This article is a part of the Unlocking the Law Symposium symposium.
As a libertarian, I mostly concur in the critique of occupational licensure made famous by (among others) Milton Friedman. For the most part, licensure is a consumer-unfriendly affair that protects incumbent practitioners from competition, locks out promising new methods of service provision, and interferes with voluntary dealings between professional and client. It is dubious enough as applied to occupational groups such as doctors and plumbers, and downright ridiculous (as the Institute for Justice keeps reminding us) as applied to groups like cosmetologists, florists and interior designers.
But lawyers are different. No, seriously — they are. Most other professional groups deal with a clientele that, even if unsophisticated, is at least participating voluntarily and exercising a choice of providers. This is true of lawyers as well for the majority of the services they provide — advising on the state of the law, drafting contracts, negotiating business deals, devising estate plans. But lawyers also are given a litigator’s hunting license to initiate compulsory civil process against unwilling (often wholly innocent) opponents and third parties, and deregulating that power is a good bit more problematic.

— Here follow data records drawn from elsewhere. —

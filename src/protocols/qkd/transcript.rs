//! Per-qubit transcript of a BB84 run, for timeline visualizations.

use serde::Serialize;

use crate::core::Basis;

/// What Eve saw and resent for one qubit.
#[derive(Debug, Clone, Copy, PartialEq, Eq, Serialize)]
pub struct Interception {
    /// Basis Eve measured in, and resent in.
    pub basis: Basis,
    /// Bit Eve measured, and resent.
    pub bit: u8,
}

/// One transmitted qubit.
#[derive(Debug, Clone, Copy, PartialEq, Eq, Serialize)]
pub struct QubitEvent {
    pub index: usize,
    pub alice_bit: u8,
    pub alice_basis: Basis,
    pub bob_basis: Basis,
    pub bob_bit: u8,
    pub matched: bool,
    #[serde(skip_serializing_if = "Option::is_none")]
    pub eve: Option<Interception>,
}

impl QubitEvent {
    /// Display label, counting from one.
    pub fn label(&self) -> String {
        format!("Qubit {}", self.index + 1)
    }
}

/// The first few qubit events of a single run.
#[derive(Debug, Clone, Default, PartialEq, Eq, Serialize)]
#[serde(transparent)]
pub struct Transcript {
    events: Vec<QubitEvent>,
}

impl Transcript {
    pub(crate) fn new(events: Vec<QubitEvent>) -> Self {
        Self { events }
    }

    pub fn events(&self) -> &[QubitEvent] {
        &self.events
    }

    pub fn iter(&self) -> std::slice::Iter<'_, QubitEvent> {
        self.events.iter()
    }

    pub fn len(&self) -> usize {
        self.events.len()
    }

    pub fn is_empty(&self) -> bool {
        self.events.is_empty()
    }

    /// Number of recorded qubits whose bases agreed.
    pub fn matched_count(&self) -> usize {
        self.events.iter().filter(|e| e.matched).count()
    }
}

impl<'a> IntoIterator for &'a Transcript {
    type Item = &'a QubitEvent;
    type IntoIter = std::slice::Iter<'a, QubitEvent>;

    fn into_iter(self) -> Self::IntoIter {
        self.events.iter()
    }
}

The coercive powers wielded by private lawyers are more akin to the powers wielded by prosecutors and other government officials than to the powers wielded by, say, optometrists or dentists. They include the power not only to initiate a lawsuit — something that, even if disposed of at an early stage, can inflict hundreds of thousands of dollars of financial cost (plus reputational damage and distraction) on an adversary — but also the power to pursue discovery under our remarkably broad American rules, an extraordinarily coercive and invasive process by which opponents are compelled to hand over private emails, memos and doodles for hostile scrutiny, attend and endure hostile depositions in person, undertake vast file searches at an unreimbursed cost that can exceed the value in controversy in the suit, and more. I am not convinced that deregulating the power to commence this sort of civil process and demand money from an opponent for calling it off — in effect, to widen the existing pro se exemption so as to allow anyone to proceed pro se on behalf of anyone else they can get to sign up — would reduce the amount of unjustified legal aggression in a system that already has plenty of it and to spare.

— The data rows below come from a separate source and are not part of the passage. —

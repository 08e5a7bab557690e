//! BB84 quantum key distribution simulator.
//!
//! Alice sends randomly encoded bits to Bob, optionally through an
//! intercept-resend eavesdropper, and both sides sift, estimate the error rate
//! and derive a key only when the channel looks clean.
//!
//! ```no_run
//! use qkd_bb84::Bb84Simulator;
//!
//! let mut sim = Bb84Simulator::new(1000, true)?;
//! let result = sim.simulate()?;
//! if !result.secure {
//!     assert!(result.final_key.is_none());
//! }
//! # Ok::<(), Box<dyn std::error::Error>>(())
//! ```

pub mod config;
mod core;
pub mod protocols;
mod sampler;
mod simulator;

pub use crate::config::{ProtocolConfig, SimulationParams};
pub use crate::core::{Basis, check_bit, errors, measure, measure_all};
pub use crate::protocols::bb84::{Bb84Run, KeyComposition, RunResult};
pub use crate::protocols::qkd::transcript::{Interception, QubitEvent, Transcript};
pub use crate::sampler::{RngSampler, Sampler};
pub use crate::simulator::Bb84Simulator;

It will not do to say that abuse of the power to litigate can be sorted out after the fact as it allegedly was in the cases of Scruggs and Lerach, years after the ethical lapses began. Much experience suggests that sanctions, disbarments, countersuits and prosecutions are typically belated and spotty as it is (for many examples, check my website Overlawyered). True, abusive lawyering would be far better checked if we had loser-pays, a strong Rule 11, serious constraints on the use of discovery for cost infliction, and so forth. But we don’t — and the Law Lobby will not let us win those remedies any time soon.

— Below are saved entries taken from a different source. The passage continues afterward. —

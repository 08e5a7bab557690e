use rand_chacha::ChaCha20Rng;

use crate::config::{ProtocolConfig, SimulationParams};
use crate::core::errors::{ParameterError, SimulationError};
use crate::protocols::bb84::{self, RunResult};
use crate::protocols::qkd::transcript::Transcript;
use crate::sampler::{RngSampler, Sampler};

/// Stateful front end over [`bb84::run`].
///
/// Holds the run parameters, the protocol configuration and its own sampler.
/// Every call to [`simulate`](Self::simulate) draws fresh randomness and
/// replaces the transcript of the previous run.
#[derive(Debug, Clone)]
pub struct Bb84Simulator<S = RngSampler<ChaCha20Rng>> {
    params: SimulationParams,
    config: ProtocolConfig,
    sampler: S,
    transcript: Option<Transcript>,
}

impl Bb84Simulator {
    /// Creates a simulator with an independently keyed ChaCha20 sampler.
    pub fn new(qubit_count: usize, eavesdropping: bool) -> Result<Self, ParameterError> {
        let params = SimulationParams::new(qubit_count, eavesdropping)?;
        Ok(Self::with_sampler(params, RngSampler::from_entropy()))
    }

    /// Creates a reproducible simulator: same seed, same results.
    pub fn seeded(
        qubit_count: usize,
        eavesdropping: bool,
        seed: u64,
    ) -> Result<Self, ParameterError> {
        let params = SimulationParams::new(qubit_count, eavesdropping)?;
        Ok(Self::with_sampler(params, RngSampler::seeded(seed)))
    }
}

impl<S: Sampler> Bb84Simulator<S> {
    /// Creates a simulator drawing from `sampler`.
    pub fn with_sampler(params: SimulationParams, sampler: S) -> Self {
        Self {
            params,
            config: ProtocolConfig::default(),
            sampler,
            transcript: None,
        }
    }

    /// Replaces the protocol configuration.
    pub fn with_config(mut self, config: ProtocolConfig) -> Result<Self, ParameterError> {
        config.validate()?;
        SimulationParams::with_minimum(
            self.params.qubit_count(),
            self.params.eavesdropping(),
            config.min_qubits,
        )?;
        self.config = config;
        Ok(self)
    }

    pub fn params(&self) -> &SimulationParams {
        &self.params
    }

    pub fn config(&self) -> &ProtocolConfig {
        &self.config
    }

    /// Runs the full protocol once.
    ///
    /// On failure the previous transcript is discarded as well, so a
    /// transcript is only ever available for the last successful run.
    pub fn simulate(&mut self) -> Result<RunResult, SimulationError> {
        self.transcript = None;
        let run = bb84::run(&self.params, &self.config, &mut self.sampler)?;
        self.transcript = Some(run.transcript);
        Ok(run.result)
    }

    /// Transcript of the last successful run.
    pub fn transcript(&self) -> Result<&Transcript, SimulationError> {
        self.transcript.as_ref().ok_or(SimulationError::NotSimulated)
    }
}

The way forward might be to split the tasks of a lawyer in two, moving to deregulate the advisory and document-preparation functions (which could indeed be a way of saving consumers large sums) while continuing to apply appropriate scrutiny to those in the profession who presume to wield coercive litigation powers. Although the British separation of highly regulated barristers from less highly regulated solicitors does not precisely track this distinction, it is worth keeping in mind as a possible model for a division between an “outer” legal profession whose operation might be entrusted to general business principles and an “inner” group of professionals of whom more is expected, as we expect more ethically and legally from judges themselves, public prosecutors, and others cloaked in public authority.